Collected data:
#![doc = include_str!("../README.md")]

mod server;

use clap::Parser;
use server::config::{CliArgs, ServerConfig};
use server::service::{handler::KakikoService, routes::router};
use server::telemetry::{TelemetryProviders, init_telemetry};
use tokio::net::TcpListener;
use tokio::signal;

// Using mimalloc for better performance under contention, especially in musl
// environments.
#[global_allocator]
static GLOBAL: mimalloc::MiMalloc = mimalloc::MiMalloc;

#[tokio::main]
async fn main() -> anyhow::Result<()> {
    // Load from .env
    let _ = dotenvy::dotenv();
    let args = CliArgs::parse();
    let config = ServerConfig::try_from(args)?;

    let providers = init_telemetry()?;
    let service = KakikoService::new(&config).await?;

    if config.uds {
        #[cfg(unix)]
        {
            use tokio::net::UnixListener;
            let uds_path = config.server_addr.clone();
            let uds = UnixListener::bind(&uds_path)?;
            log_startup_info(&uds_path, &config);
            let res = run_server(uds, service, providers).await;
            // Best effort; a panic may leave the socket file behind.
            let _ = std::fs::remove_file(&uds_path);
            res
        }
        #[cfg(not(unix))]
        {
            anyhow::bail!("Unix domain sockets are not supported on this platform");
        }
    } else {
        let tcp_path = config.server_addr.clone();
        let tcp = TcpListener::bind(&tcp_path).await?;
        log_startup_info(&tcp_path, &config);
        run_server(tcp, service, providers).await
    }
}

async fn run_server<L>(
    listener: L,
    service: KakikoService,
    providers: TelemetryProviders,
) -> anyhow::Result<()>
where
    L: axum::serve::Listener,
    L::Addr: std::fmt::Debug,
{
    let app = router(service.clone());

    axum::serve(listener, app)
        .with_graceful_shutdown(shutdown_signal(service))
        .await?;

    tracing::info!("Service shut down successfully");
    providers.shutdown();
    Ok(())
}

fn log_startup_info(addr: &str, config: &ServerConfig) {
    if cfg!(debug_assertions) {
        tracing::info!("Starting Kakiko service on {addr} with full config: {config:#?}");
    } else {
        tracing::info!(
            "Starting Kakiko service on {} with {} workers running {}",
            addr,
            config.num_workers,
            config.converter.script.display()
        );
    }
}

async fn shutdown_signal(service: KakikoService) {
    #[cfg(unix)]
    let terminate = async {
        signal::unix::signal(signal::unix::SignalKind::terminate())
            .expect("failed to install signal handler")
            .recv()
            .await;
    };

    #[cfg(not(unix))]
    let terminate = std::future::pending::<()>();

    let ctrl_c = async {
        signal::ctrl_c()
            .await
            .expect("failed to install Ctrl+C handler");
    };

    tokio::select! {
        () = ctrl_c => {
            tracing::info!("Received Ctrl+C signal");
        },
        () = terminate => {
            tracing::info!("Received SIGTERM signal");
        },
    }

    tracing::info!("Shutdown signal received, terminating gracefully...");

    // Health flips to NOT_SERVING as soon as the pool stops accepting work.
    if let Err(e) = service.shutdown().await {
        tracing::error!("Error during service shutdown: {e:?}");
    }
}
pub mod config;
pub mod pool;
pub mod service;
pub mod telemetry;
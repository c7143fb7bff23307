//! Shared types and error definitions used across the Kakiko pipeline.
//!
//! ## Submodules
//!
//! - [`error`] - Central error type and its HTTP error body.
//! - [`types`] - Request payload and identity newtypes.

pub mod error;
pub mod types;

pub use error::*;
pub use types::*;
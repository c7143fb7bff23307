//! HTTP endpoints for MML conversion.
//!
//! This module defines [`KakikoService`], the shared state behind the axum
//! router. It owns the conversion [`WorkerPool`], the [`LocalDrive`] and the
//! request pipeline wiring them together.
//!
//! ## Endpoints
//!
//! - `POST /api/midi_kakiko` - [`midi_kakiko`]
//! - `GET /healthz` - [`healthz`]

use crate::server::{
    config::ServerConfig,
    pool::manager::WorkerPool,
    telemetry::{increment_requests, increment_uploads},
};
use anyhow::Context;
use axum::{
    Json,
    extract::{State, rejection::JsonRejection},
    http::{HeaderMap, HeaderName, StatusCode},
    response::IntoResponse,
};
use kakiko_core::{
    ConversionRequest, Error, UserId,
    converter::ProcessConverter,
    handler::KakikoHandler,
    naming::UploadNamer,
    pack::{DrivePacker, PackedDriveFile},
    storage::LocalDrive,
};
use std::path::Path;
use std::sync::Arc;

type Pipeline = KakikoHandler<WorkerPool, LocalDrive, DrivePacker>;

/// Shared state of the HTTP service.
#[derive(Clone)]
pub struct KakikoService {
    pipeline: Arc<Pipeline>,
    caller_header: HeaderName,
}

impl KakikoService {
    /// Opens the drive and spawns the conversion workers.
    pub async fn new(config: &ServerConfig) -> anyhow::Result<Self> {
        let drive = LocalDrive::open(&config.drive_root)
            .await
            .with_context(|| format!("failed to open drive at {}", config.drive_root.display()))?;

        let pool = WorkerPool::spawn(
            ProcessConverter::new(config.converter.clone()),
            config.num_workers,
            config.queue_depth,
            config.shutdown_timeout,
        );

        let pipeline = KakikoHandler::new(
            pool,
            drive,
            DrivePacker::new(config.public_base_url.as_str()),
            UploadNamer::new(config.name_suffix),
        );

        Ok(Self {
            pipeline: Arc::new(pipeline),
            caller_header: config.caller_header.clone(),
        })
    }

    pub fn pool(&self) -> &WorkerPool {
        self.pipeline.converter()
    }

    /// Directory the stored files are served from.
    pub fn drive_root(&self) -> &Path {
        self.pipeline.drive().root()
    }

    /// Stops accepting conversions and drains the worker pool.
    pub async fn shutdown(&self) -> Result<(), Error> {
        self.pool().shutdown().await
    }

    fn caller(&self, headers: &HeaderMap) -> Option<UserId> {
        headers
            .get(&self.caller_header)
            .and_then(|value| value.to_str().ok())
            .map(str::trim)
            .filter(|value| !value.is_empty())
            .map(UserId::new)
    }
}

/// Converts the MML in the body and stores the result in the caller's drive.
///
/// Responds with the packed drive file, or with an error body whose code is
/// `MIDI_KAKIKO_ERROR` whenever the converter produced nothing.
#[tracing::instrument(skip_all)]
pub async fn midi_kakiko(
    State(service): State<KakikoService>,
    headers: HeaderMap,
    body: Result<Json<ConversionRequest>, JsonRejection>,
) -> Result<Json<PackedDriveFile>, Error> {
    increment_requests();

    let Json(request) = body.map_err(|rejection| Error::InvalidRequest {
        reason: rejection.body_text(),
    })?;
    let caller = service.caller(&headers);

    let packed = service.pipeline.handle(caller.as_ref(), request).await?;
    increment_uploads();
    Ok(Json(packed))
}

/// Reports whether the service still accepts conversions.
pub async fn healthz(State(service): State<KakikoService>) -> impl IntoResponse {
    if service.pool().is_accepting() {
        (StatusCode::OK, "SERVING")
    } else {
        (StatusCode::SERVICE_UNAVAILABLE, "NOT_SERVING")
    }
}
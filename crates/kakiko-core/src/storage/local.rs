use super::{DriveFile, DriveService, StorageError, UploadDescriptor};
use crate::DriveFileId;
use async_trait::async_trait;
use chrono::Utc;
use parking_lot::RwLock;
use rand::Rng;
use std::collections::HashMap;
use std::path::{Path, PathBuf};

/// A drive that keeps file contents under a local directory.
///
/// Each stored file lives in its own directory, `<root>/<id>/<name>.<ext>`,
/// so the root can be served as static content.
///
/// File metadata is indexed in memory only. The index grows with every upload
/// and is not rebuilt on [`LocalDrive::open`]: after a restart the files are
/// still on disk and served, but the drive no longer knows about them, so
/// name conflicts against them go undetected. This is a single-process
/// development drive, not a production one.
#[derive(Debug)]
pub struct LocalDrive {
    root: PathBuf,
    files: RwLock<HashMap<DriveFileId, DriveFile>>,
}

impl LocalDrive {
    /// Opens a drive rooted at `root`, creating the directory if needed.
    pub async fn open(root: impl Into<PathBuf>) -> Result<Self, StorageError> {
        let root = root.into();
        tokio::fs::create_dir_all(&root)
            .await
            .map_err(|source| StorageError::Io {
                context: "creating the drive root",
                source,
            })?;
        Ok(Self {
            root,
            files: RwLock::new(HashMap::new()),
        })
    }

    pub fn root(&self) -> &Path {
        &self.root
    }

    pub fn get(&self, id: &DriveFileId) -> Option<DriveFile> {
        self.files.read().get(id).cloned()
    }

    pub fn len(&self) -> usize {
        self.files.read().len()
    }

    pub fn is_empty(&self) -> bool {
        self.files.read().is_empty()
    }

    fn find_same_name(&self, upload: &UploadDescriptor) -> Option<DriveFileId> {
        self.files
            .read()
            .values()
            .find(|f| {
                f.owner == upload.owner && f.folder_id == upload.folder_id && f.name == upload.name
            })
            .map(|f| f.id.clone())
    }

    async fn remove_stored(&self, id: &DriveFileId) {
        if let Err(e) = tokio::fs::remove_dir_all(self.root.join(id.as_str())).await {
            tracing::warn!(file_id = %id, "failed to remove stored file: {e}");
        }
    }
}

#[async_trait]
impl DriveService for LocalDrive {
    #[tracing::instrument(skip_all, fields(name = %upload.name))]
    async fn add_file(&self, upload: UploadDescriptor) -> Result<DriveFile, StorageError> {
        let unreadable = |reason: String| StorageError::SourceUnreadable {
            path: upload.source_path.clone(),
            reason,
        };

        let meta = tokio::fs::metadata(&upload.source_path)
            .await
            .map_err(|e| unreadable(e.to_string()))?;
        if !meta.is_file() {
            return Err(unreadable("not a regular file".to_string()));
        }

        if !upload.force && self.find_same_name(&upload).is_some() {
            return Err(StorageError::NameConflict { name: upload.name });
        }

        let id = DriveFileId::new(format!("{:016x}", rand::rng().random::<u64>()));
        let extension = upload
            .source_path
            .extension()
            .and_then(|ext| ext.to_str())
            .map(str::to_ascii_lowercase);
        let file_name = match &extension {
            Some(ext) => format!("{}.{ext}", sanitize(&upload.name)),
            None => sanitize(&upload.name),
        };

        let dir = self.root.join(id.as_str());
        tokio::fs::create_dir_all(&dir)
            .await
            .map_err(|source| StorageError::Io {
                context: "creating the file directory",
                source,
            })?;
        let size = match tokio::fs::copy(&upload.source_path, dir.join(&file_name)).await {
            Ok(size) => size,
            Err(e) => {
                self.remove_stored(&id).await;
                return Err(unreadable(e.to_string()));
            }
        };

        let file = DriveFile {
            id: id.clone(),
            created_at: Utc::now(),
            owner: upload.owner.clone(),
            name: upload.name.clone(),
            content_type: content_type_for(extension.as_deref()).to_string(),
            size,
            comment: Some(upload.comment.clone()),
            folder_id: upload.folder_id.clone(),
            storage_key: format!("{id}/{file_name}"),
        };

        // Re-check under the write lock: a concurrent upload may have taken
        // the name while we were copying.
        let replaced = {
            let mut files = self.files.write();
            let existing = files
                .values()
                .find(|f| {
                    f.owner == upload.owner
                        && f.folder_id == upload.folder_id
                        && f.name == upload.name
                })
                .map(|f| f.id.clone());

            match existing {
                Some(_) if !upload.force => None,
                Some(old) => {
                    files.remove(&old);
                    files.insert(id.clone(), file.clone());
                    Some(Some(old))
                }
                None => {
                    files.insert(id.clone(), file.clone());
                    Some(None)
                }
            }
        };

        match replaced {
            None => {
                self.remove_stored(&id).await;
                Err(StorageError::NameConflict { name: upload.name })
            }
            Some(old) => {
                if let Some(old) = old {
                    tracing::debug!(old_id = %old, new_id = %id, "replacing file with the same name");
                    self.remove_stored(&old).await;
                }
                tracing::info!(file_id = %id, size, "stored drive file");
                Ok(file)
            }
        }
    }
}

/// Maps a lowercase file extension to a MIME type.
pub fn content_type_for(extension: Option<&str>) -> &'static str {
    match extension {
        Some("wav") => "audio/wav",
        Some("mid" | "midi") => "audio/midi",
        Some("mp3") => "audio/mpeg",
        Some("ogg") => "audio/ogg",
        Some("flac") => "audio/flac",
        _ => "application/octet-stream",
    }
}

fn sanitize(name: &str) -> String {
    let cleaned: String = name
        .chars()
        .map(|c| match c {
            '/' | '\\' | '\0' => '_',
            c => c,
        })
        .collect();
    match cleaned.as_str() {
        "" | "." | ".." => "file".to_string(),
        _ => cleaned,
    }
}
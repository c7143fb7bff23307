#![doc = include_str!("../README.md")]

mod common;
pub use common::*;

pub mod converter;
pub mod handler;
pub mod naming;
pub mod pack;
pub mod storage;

§ **Problem to work on**: The answer must be every line from the entries above that holds the string "served".

§ **Solved exercise**:
    /// Directory the stored files are served from.
/// so the root can be served as static content.
/// still on disk and served, but the drive no longer knows about them, so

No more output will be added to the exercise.